Start of LISTED ENTRIES

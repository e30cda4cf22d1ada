//! Wire error envelope and the typed API error taxonomy.
//!
//! Every non-2xx response carries `{"error": {"code", "message", "details"}}`.
//! The `code` discriminator is authoritative: HTTP status codes map
//! many-to-one onto it (422 alone covers uniqueness, resource-limit and
//! invalid-input failures). [`ApiError::from_envelope`] selects the variant
//! and decodes the variant-specific details block. A discriminator this
//! library does not know about decodes into [`ApiError::Unknown`], never
//! into a failure, so the client stays forward compatible with server-side
//! additions.

use serde::{Deserialize, Serialize};
use time::OffsetDateTime;

use crate::ext_traits::ValueExt;

/// Custom Result wrapping the error variant into an `error_stack::Report`.
pub type CustomResult<T, E> = error_stack::Result<T, E>;

/// Failures while decoding a wire payload into a typed structure.
#[derive(Debug, thiserror::Error)]
pub enum ParsingError {
    #[error("failed to parse {0} from the response payload")]
    StructParseFailure(&'static str),
}

/// Construction-time validation failures of request payloads.
#[derive(Debug, PartialEq, Eq, thiserror::Error)]
pub enum ValidationError {
    #[error("missing required field: {field_name}")]
    MissingRequiredField { field_name: &'static str },
    #[error("{message}")]
    InvalidValue { message: String },
}

/// Wrapper document of every error response body.
#[derive(Clone, Debug, Deserialize, Serialize, PartialEq)]
pub struct ErrorEnvelope {
    pub error: ErrorBody,
}

/// Inner error object of the envelope.
#[derive(Clone, Debug, Deserialize, Serialize, PartialEq)]
pub struct ErrorBody {
    pub code: ErrorCode,
    pub message: String,
    #[serde(default, skip_serializing_if = "Option::is_none")]
    pub details: Option<serde_json::Value>,
}

/// Error discriminator carried in the envelope.
///
/// Closed enumeration of the documented codes plus an [`ErrorCode::Unknown`]
/// arm that retains an unrecognized code verbatim. Deserializing a code
/// never fails.
#[derive(Clone, Debug, PartialEq, Eq, Hash)]
pub enum ErrorCode {
    Unauthorized,
    RateLimitExceeded,
    UniquenessError,
    ResourceLimitExceeded,
    InvalidInput,
    Forbidden,
    NotFound,
    MethodNotAllowed,
    ServerError,
    ServiceError,
    JsonError,
    Unknown(String),
}

impl ErrorCode {
    /// Wire name of the discriminator.
    pub fn as_str(&self) -> &str {
        match self {
            Self::Unauthorized => "unauthorized",
            Self::RateLimitExceeded => "rate_limit_exceeded",
            Self::UniquenessError => "uniqueness_error",
            Self::ResourceLimitExceeded => "resource_limit_exceeded",
            Self::InvalidInput => "invalid_input",
            Self::Forbidden => "forbidden",
            Self::NotFound => "not_found",
            Self::MethodNotAllowed => "method_not_allowed",
            Self::ServerError => "server_error",
            Self::ServiceError => "service_error",
            Self::JsonError => "json_error",
            Self::Unknown(code) => code,
        }
    }
}

impl From<String> for ErrorCode {
    fn from(code: String) -> Self {
        match code.as_str() {
            "unauthorized" => Self::Unauthorized,
            "rate_limit_exceeded" => Self::RateLimitExceeded,
            "uniqueness_error" => Self::UniquenessError,
            "resource_limit_exceeded" => Self::ResourceLimitExceeded,
            "invalid_input" => Self::InvalidInput,
            "forbidden" => Self::Forbidden,
            "not_found" => Self::NotFound,
            "method_not_allowed" => Self::MethodNotAllowed,
            "server_error" => Self::ServerError,
            "service_error" => Self::ServiceError,
            "json_error" => Self::JsonError,
            _ => Self::Unknown(code),
        }
    }
}

impl std::fmt::Display for ErrorCode {
    fn fmt(&self, f: &mut std::fmt::Formatter<'_>) -> std::fmt::Result {
        f.write_str(self.as_str())
    }
}

impl Serialize for ErrorCode {
    fn serialize<S>(&self, serializer: S) -> Result<S::Ok, S::Error>
    where
        S: serde::Serializer,
    {
        serializer.serialize_str(self.as_str())
    }
}

impl<'de> Deserialize<'de> for ErrorCode {
    fn deserialize<D>(deserializer: D) -> Result<Self, D::Error>
    where
        D: serde::Deserializer<'de>,
    {
        Ok(Self::from(String::deserialize(deserializer)?))
    }
}

/// Details block of a rate-limit failure.
///
/// `hourly_rate_limit_reset` is a point in time (epoch seconds on the
/// wire), not a duration.
#[derive(Clone, Debug, Deserialize, Serialize, PartialEq, Eq)]
pub struct RateLimitDetails {
    pub hourly_rate_limit: u32,
    pub hourly_rate_limit_remaining: u32,
    #[serde(with = "time::serde::timestamp")]
    pub hourly_rate_limit_reset: OffsetDateTime,
}

/// Named field reference inside a conflict-class details block.
#[derive(Clone, Debug, Deserialize, Serialize, PartialEq, Eq)]
pub struct FieldRef {
    pub name: String,
}

/// Details block of a uniqueness violation.
#[derive(Clone, Debug, Deserialize, Serialize, PartialEq, Eq)]
pub struct UniquenessDetails {
    pub fields: Vec<FieldRef>,
}

/// Details block of a resource-limit violation.
#[derive(Clone, Debug, Deserialize, Serialize, PartialEq, Eq)]
pub struct ResourceLimitDetails {
    pub limits: Vec<FieldRef>,
}

/// Per-field reasons inside an invalid-input details block.
#[derive(Clone, Debug, Deserialize, Serialize, PartialEq, Eq)]
pub struct FieldErrors {
    pub name: String,
    #[serde(default)]
    pub messages: Vec<String>,
}

/// Details block of an invalid-input failure.
#[derive(Clone, Debug, Deserialize, Serialize, PartialEq, Eq)]
pub struct InvalidInputDetails {
    pub fields: Vec<FieldErrors>,
}

/// The typed error taxonomy.
///
/// One arm per known discriminator, each carrying its message and, where
/// the API documents one, its decoded details block. Unrecognized
/// discriminators land in [`ApiError::Unknown`] with the raw code and
/// message retained verbatim.
#[derive(Clone, Debug, PartialEq, Eq, thiserror::Error)]
pub enum ApiError {
    #[error("unauthorized: {message}")]
    Unauthorized { message: String },
    #[error("rate limit exceeded: {message}")]
    RateLimitExceeded {
        message: String,
        details: Option<RateLimitDetails>,
    },
    #[error("uniqueness error: {message}")]
    Uniqueness {
        message: String,
        details: Option<UniquenessDetails>,
    },
    #[error("resource limit exceeded: {message}")]
    ResourceLimitExceeded {
        message: String,
        details: Option<ResourceLimitDetails>,
    },
    #[error("invalid input: {message}")]
    InvalidInput {
        message: String,
        details: Option<InvalidInputDetails>,
    },
    #[error("forbidden: {message}")]
    Forbidden { message: String },
    #[error("not found: {message}")]
    NotFound { message: String },
    #[error("method not allowed: {message}")]
    MethodNotAllowed { message: String },
    #[error("server error: {message}")]
    ServerError { message: String },
    #[error("service error: {message}")]
    ServiceError { message: String },
    #[error("malformed request body: {message}")]
    JsonError { message: String },
    #[error("unrecognized error code {code}: {message}")]
    Unknown { code: String, message: String },
}

impl ApiError {
    /// Maps a decoded envelope onto the single matching variant.
    ///
    /// A known discriminator whose details block does not decode is a
    /// parsing failure and is surfaced as such; only an unknown
    /// discriminator takes the fallback arm.
    pub fn from_envelope(envelope: ErrorEnvelope) -> CustomResult<Self, ParsingError> {
        let ErrorBody {
            code,
            message,
            details,
        } = envelope.error;

        Ok(match code {
            ErrorCode::Unauthorized => Self::Unauthorized { message },
            ErrorCode::RateLimitExceeded => Self::RateLimitExceeded {
                message,
                details: parse_details(details, "RateLimitDetails")?,
            },
            ErrorCode::UniquenessError => Self::Uniqueness {
                message,
                details: parse_details(details, "UniquenessDetails")?,
            },
            ErrorCode::ResourceLimitExceeded => Self::ResourceLimitExceeded {
                message,
                details: parse_details(details, "ResourceLimitDetails")?,
            },
            ErrorCode::InvalidInput => Self::InvalidInput {
                message,
                details: parse_details(details, "InvalidInputDetails")?,
            },
            ErrorCode::Forbidden => Self::Forbidden { message },
            ErrorCode::NotFound => Self::NotFound { message },
            ErrorCode::MethodNotAllowed => Self::MethodNotAllowed { message },
            ErrorCode::ServerError => Self::ServerError { message },
            ErrorCode::ServiceError => Self::ServiceError { message },
            ErrorCode::JsonError => Self::JsonError { message },
            ErrorCode::Unknown(code) => Self::Unknown { code, message },
        })
    }

    /// Discriminator the variant was selected by.
    pub fn code(&self) -> ErrorCode {
        match self {
            Self::Unauthorized { .. } => ErrorCode::Unauthorized,
            Self::RateLimitExceeded { .. } => ErrorCode::RateLimitExceeded,
            Self::Uniqueness { .. } => ErrorCode::UniquenessError,
            Self::ResourceLimitExceeded { .. } => ErrorCode::ResourceLimitExceeded,
            Self::InvalidInput { .. } => ErrorCode::InvalidInput,
            Self::Forbidden { .. } => ErrorCode::Forbidden,
            Self::NotFound { .. } => ErrorCode::NotFound,
            Self::MethodNotAllowed { .. } => ErrorCode::MethodNotAllowed,
            Self::ServerError { .. } => ErrorCode::ServerError,
            Self::ServiceError { .. } => ErrorCode::ServiceError,
            Self::JsonError { .. } => ErrorCode::JsonError,
            Self::Unknown { code, .. } => ErrorCode::Unknown(code.clone()),
        }
    }

    /// Human-readable message carried by any variant.
    pub fn message(&self) -> &str {
        match self {
            Self::Unauthorized { message }
            | Self::RateLimitExceeded { message, .. }
            | Self::Uniqueness { message, .. }
            | Self::ResourceLimitExceeded { message, .. }
            | Self::InvalidInput { message, .. }
            | Self::Forbidden { message }
            | Self::NotFound { message }
            | Self::MethodNotAllowed { message }
            | Self::ServerError { message }
            | Self::ServiceError { message }
            | Self::JsonError { message }
            | Self::Unknown { message, .. } => message,
        }
    }
}

fn parse_details<T>(
    details: Option<serde_json::Value>,
    type_name: &'static str,
) -> CustomResult<Option<T>, ParsingError>
where
    T: serde::de::DeserializeOwned,
{
    details
        .map(|value| value.parse_value(type_name))
        .transpose()
}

End of LISTED ENTRIES

▶ TO DO
Please restate only the opening stretch of the records above: every line from the first through the one containing "uniqueness, resource-limit and", exactly as written.

▶ SOLUTION TO THE EXERCISE
repository e30cda4cf22d1ada
//! Wire error envelope and the typed API error taxonomy.
//!
//! Every non-2xx response carries `{"error": {"code", "message", "details"}}`.
//! The `code` discriminator is authoritative: HTTP status codes map
//! many-to-one onto it (422 alone covers uniqueness, resource-limit and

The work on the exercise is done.